WORK REQUEST »
Below is some data. Retype exactly the lines starting at the one with "table.insert(key, value);" and ending at the one with "pub fn load()".

DATASET EXCERPTS »
//! # mirage-config
//!
//! Policy store for the Mirage inception layer.
//!
//! Loads policy from:
//! 1. `~/.mirage/policy.toml` (global)
//! 2. `.mirage/policy.toml` (project-local, overrides global)
//! 3. Environment variables (highest priority)
//!
//! Settings live in a `[global]` table and in per-box tables under
//! `[boxes.<name>]`. When a box is active its values shadow the global ones.

pub mod keys;
pub mod logging;
pub mod testing;

use once_cell::sync::Lazy;
use serde::{Deserialize, Serialize};
use std::collections::BTreeMap;
use std::path::{Path, PathBuf};
use std::sync::{Arc, PoisonError, RwLock, RwLockReadGuard};
use tracing::debug;

/// Global policy instance
static POLICY: Lazy<RwLock<Policy>> = Lazy::new(|| RwLock::new(Policy::load().unwrap_or_default()));

/// Get global policy (read-only)
pub fn policy() -> RwLockReadGuard<'static, Policy> {
    POLICY.read().unwrap_or_else(PoisonError::into_inner)
}

/// Reload policy from disk
pub fn reload() -> Result<(), PolicyError> {
    let new_policy = Policy::load()?;
    *POLICY.write().unwrap_or_else(PoisonError::into_inner) = new_policy;
    Ok(())
}

/// Replace the global policy wholesale (used by hosts that push policy in-process).
pub fn install(policy: Policy) {
    *POLICY.write().unwrap_or_else(PoisonError::into_inner) = policy;
}

#[derive(Debug, thiserror::Error)]
pub enum PolicyError {
    #[error("IO error: {0}")]
    Io(#[from] std::io::Error),
    #[error("TOML parse error: {0}")]
    Toml(#[from] toml::de::Error),
}

// ============================================================================
// Policy Store Client
// ============================================================================

/// Read-only, thread-safe accessor over sandbox settings.
///
/// Every query takes a default so that an unset key never surfaces as an
/// error to the caller.
pub trait PolicyStore: Send + Sync {
    fn query_bool(&self, key: &str, default: bool) -> bool;

    fn query_number(&self, key: &str, default: u32) -> u32;

    /// Returns `None` when the key is unset or its value exceeds `max_len` characters.
    fn query_text(&self, key: &str, max_len: usize) -> Option<String>;

    /// Look up `key` among `name,value` entries, returning the value paired with `name`.
    fn query_named_text(&self, name: &str, key: &str, default: &str) -> String;
}

/// A single setting value.
#[derive(Debug, Clone, PartialEq, Eq, Serialize, Deserialize)]
#[serde(untagged)]
pub enum Setting {
    Bool(bool),
    Number(i64),
    Text(String),
    List(Vec<String>),
}

impl Setting {
    pub fn as_bool(&self) -> Option<bool> {
        match self {
            Setting::Bool(b) => Some(*b),
            Setting::Number(n) => Some(*n != 0),
            Setting::Text(t) => parse_bool(t),
            Setting::List(l) => l.first().and_then(|t| parse_bool(t)),
        }
    }

    pub fn as_number(&self) -> Option<u32> {
        match self {
            Setting::Bool(b) => Some(u32::from(*b)),
            Setting::Number(n) => u32::try_from(*n).ok(),
            Setting::Text(t) => t.trim().parse().ok(),
            Setting::List(l) => l.first().and_then(|t| t.trim().parse().ok()),
        }
    }

    pub fn as_text(&self) -> Option<String> {
        match self {
            Setting::Bool(b) => Some(if *b { "y" } else { "n" }.to_string()),
            Setting::Number(n) => Some(n.to_string()),
            Setting::Text(t) => Some(t.clone()),
            Setting::List(l) => l.first().cloned(),
        }
    }

    /// All textual entries carried by this setting.
    pub fn entries(&self) -> Vec<&str> {
        match self {
            Setting::Text(t) => vec![t.as_str()],
            Setting::List(l) => l.iter().map(String::as_str).collect(),
            Setting::Bool(_) | Setting::Number(_) => Vec::new(),
        }
    }
}

fn parse_bool(text: &str) -> Option<bool> {
    let t = text.trim();
    if ["y", "yes", "true", "1"].iter().any(|v| t.eq_ignore_ascii_case(v)) {
        Some(true)
    } else if ["n", "no", "false", "0"].iter().any(|v| t.eq_ignore_ascii_case(v)) {
        Some(false)
    } else {
        None
    }
}

type SettingTable = BTreeMap<String, Setting>;

/// Insert `value`, dropping any entry whose name differs only in case.
fn replace_setting(table: &mut SettingTable, key: String, value: Setting) {
    table.retain(|k, _| !k.eq_ignore_ascii_case(&key));
    table.insert(key, value);
}

fn merge_table(table: &mut SettingTable, other: SettingTable) {
    for (key, value) in other {
        replace_setting(table, key, value);
    }
}

fn find<'a>(table: &'a SettingTable, key: &str) -> Option<&'a Setting> {
    table
        .iter()
        .find(|(k, _)| k.eq_ignore_ascii_case(key))
        .map(|(_, v)| v)
}

/// Main policy structure
#[derive(Debug, Clone, Default, PartialEq, Serialize, Deserialize)]
#[serde(default)]
pub struct Policy {
    /// Box whose table shadows `[global]`
    #[serde(rename = "box", skip_serializing_if = "Option::is_none")]
    pub active_box: Option<String>,
    /// Settings applying to every box
    pub global: SettingTable,
    /// Per-box settings
    pub boxes: BTreeMap<String, SettingTable>,
}

impl Policy {
    /// Load policy from standard locations
    pub fn load() -> Result<Self, PolicyError> {
        // 0. Explicit policy file replaces the search entirely
        if let Ok(path) = std::env::var("MIRAGE_POLICY") {
            debug!("Loading policy from MIRAGE_POLICY={}", path);
            let mut policy = Self::from_file(Path::new(&path))?;
            policy.apply_env_overrides();
            return Ok(policy);
        }

        let mut policy = Policy::default();

        // 1. Load global policy (~/.mirage/policy.toml)
        if let Some(global_path) = Self::global_policy_path() {
            if global_path.exists() {
                debug!("Loading global policy from {:?}", global_path);
                policy = Self::from_file(&global_path)?;
            }
        }

        // 2. Load project policy (.mirage/policy.toml) - overrides global
        let project_path = Path::new(".mirage/policy.toml");
        if project_path.exists() {
            debug!("Loading project policy from {:?}", project_path);
            let project_policy = Self::from_file(project_path)?;
            policy.merge(project_policy);
        }

        // 3. Apply environment variable overrides
        policy.apply_env_overrides();

        Ok(policy)
    }

    pub fn from_file(path: &Path) -> Result<Self, PolicyError> {
        let contents = std::fs::read_to_string(path)?;
        Self::from_toml(&contents)
    }

    pub fn from_toml(contents: &str) -> Result<Self, PolicyError> {
        Ok(toml::from_str(contents)?)
    }

    /// Global policy path: ~/.mirage/policy.toml
    pub fn global_policy_path() -> Option<PathBuf> {
        dirs::home_dir().map(|h| h.join(".mirage/policy.toml"))
    }

    /// Merge another policy (project overrides, key by key)
    pub fn merge(&mut self, other: Policy) {
        if other.active_box.is_some() {
            self.active_box = other.active_box;
        }
        merge_table(&mut self.global, other.global);
        for (name, table) in other.boxes {
            let existing = self
                .boxes
                .keys()
                .find(|k| k.eq_ignore_ascii_case(&name))
                .cloned();
            let target = match existing {
                Some(key) => self.boxes.entry(key).or_default(),
                None => self.boxes.entry(name).or_default(),
            };
            merge_table(target, table);
        }
    }

    fn apply_env_overrides(&mut self) {
        if let Ok(name) = std::env::var("MIRAGE_BOX") {
            if !name.is_empty() {
                self.active_box = Some(name);
            }
        }
    }

    /// Set a value in the active box (or `[global]` when no box is active).
    pub fn set(&mut self, key: &str, value: Setting) {
        let table = match &self.active_box {
            Some(name) => self.boxes.entry(name.clone()).or_default(),
            None => &mut self.global,
        };
        replace_setting(table, key.to_string(), value);
    }

    /// Resolve a key: active box first, then `[global]`.
    pub fn lookup(&self, key: &str) -> Option<&Setting> {
        self.active_box
            .as_ref()
            .and_then(|name| {
                self.boxes
                    .iter()
                    .find(|(k, _)| k.eq_ignore_ascii_case(name))
                    .map(|(_, t)| t)
            })
            .and_then(|table| find(table, key))
            .or_else(|| find(&self.global, key))
    }

    /// Generate a commented policy template
    pub fn default_toml() -> String {
        format!(
            r#"# Mirage policy
# box = "DefaultBox"

[global]
# {flags} = "--disable-gpu"
{power} = false
{speed} = false
{add_tick} = 1
{low_tick} = 1
{add_sleep} = 1
{low_sleep} = 1
# 1033 = en-US
{lcid} = 0
{hide} = false
# {serial} = ["\\Device\\HarddiskVolume3,AAAA-BBBB"]

[boxes]
"#,
            flags = keys::CUSTOM_CHROMIUM_FLAGS,
            power = keys::BLOCK_INTERFERE_POWER,
            speed = keys::USE_CHANGE_SPEED,
            add_tick = keys::ADD_TICK_SPEED,
            low_tick = keys::LOW_TICK_SPEED,
            add_sleep = keys::ADD_SLEEP_SPEED,
            low_sleep = keys::LOW_SLEEP_SPEED,
            lcid = keys::CUSTOM_LCID,
            hide = keys::HIDE_DISK_SERIAL_NUMBER,
            serial = keys::DISK_SERIAL_NUMBER,
        )
    }
}

impl PolicyStore for Policy {
    fn query_bool(&self, key: &str, default: bool) -> bool {
        self.lookup(key)
            .and_then(Setting::as_bool)
            .unwrap_or(default)
    }

    fn query_number(&self, key: &str, default: u32) -> u32 {
        self.lookup(key)
            .and_then(Setting::as_number)
            .unwrap_or(default)
    }

    fn query_text(&self, key: &str, max_len: usize) -> Option<String> {
        self.lookup(key)
            .and_then(Setting::as_text)
            .filter(|text| text.chars().count() <= max_len)
    }

    fn query_named_text(&self, name: &str, key: &str, default: &str) -> String {
        let Some(setting) = self.lookup(key) else {
            return default.to_string();
        };

        let mut generic = None;
        for entry in setting.entries() {
            match entry.split_once(',') {
                Some((entry_name, value)) if entry_name.trim().eq_ignore_ascii_case(name) => {
                    return value.trim().to_string();
                }
                Some(_) => {}
                None => {
                    if generic.is_none() {
                        generic = Some(entry.trim());
                    }
                }
            }
        }
        generic.unwrap_or(default).to_string()
    }
}

/// The process-global policy, as a store.
#[derive(Debug, Clone, Copy, Default)]
pub struct GlobalPolicy;

impl PolicyStore for GlobalPolicy {
    fn query_bool(&self, key: &str, default: bool) -> bool {
        policy().query_bool(key, default)
    }

    fn query_number(&self, key: &str, default: u32) -> u32 {
        policy().query_number(key, default)
    }

    fn query_text(&self, key: &str, max_len: usize) -> Option<String> {
        policy().query_text(key, max_len)
    }

    fn query_named_text(&self, name: &str, key: &str, default: &str) -> String {
        policy().query_named_text(name, key, default)
    }
}

/// A policy shared between a host and the layer; writes are visible to the
/// next query.
#[derive(Debug, Clone, Default)]
pub struct SharedPolicy {
    inner: Arc<RwLock<Policy>>,
}

impl SharedPolicy {
    pub fn new(policy: Policy) -> Self {
        Self {
            inner: Arc::new(RwLock::new(policy)),
        }
    }

    pub fn set(&self, key: &str, value: Setting) {
        self.inner
            .write()
            .unwrap_or_else(PoisonError::into_inner)
            .set(key, value);
    }

    pub fn replace(&self, policy: Policy) {
        *self.inner.write().unwrap_or_else(PoisonError::into_inner) = policy;
    }

    pub fn snapshot(&self) -> Policy {
        self.read().clone()
    }

    fn read(&self) -> RwLockReadGuard<'_, Policy> {
        self.inner.read().unwrap_or_else(PoisonError::into_inner)
    }
}

impl PolicyStore for SharedPolicy {
    fn query_bool(&self, key: &str, default: bool) -> bool {
        self.read().query_bool(key, default)
    }

    fn query_number(&self, key: &str, default: u32) -> u32 {
        self.read().query_number(key, default)
    }

    fn query_text(&self, key: &str, max_len: usize) -> Option<String> {
        self.read().query_text(key, max_len)
    }

    fn query_named_text(&self, name: &str, key: &str, default: &str) -> String {
        self.read().query_named_text(name, key, default)
    }
}

impl<T: PolicyStore + ?Sized> PolicyStore for Arc<T> {
    fn query_bool(&self, key: &str, default: bool) -> bool {
        (**self).query_bool(key, default)
    }

    fn query_number(&self, key: &str, default: u32) -> u32 {
        (**self).query_number(key, default)
    }

    fn query_text(&self, key: &str, max_len: usize) -> Option<String> {
        (**self).query_text(key, max_len)
    }

    fn query_named_text(&self, name: &str, key: &str, default: &str) -> String {
        (**self).query_named_text(name, key, default)
    }
}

RESULT OF THIS TASK »
    table.insert(key, value);
}

fn merge_table(table: &mut SettingTable, other: SettingTable) {
    for (key, value) in other {
        replace_setting(table, key, value);
    }
}

fn find<'a>(table: &'a SettingTable, key: &str) -> Option<&'a Setting> {
    table
        .iter()
        .find(|(k, _)| k.eq_ignore_ascii_case(key))
        .map(|(_, v)| v)
}

/// Main policy structure
#[derive(Debug, Clone, Default, PartialEq, Serialize, Deserialize)]
#[serde(default)]
pub struct Policy {
    /// Box whose table shadows `[global]`
    #[serde(rename = "box", skip_serializing_if = "Option::is_none")]
    pub active_box: Option<String>,
    /// Settings applying to every box
    pub global: SettingTable,
    /// Per-box settings
    pub boxes: BTreeMap<String, SettingTable>,
}

impl Policy {
    /// Load policy from standard locations
    pub fn load() -> Result<Self, PolicyError> {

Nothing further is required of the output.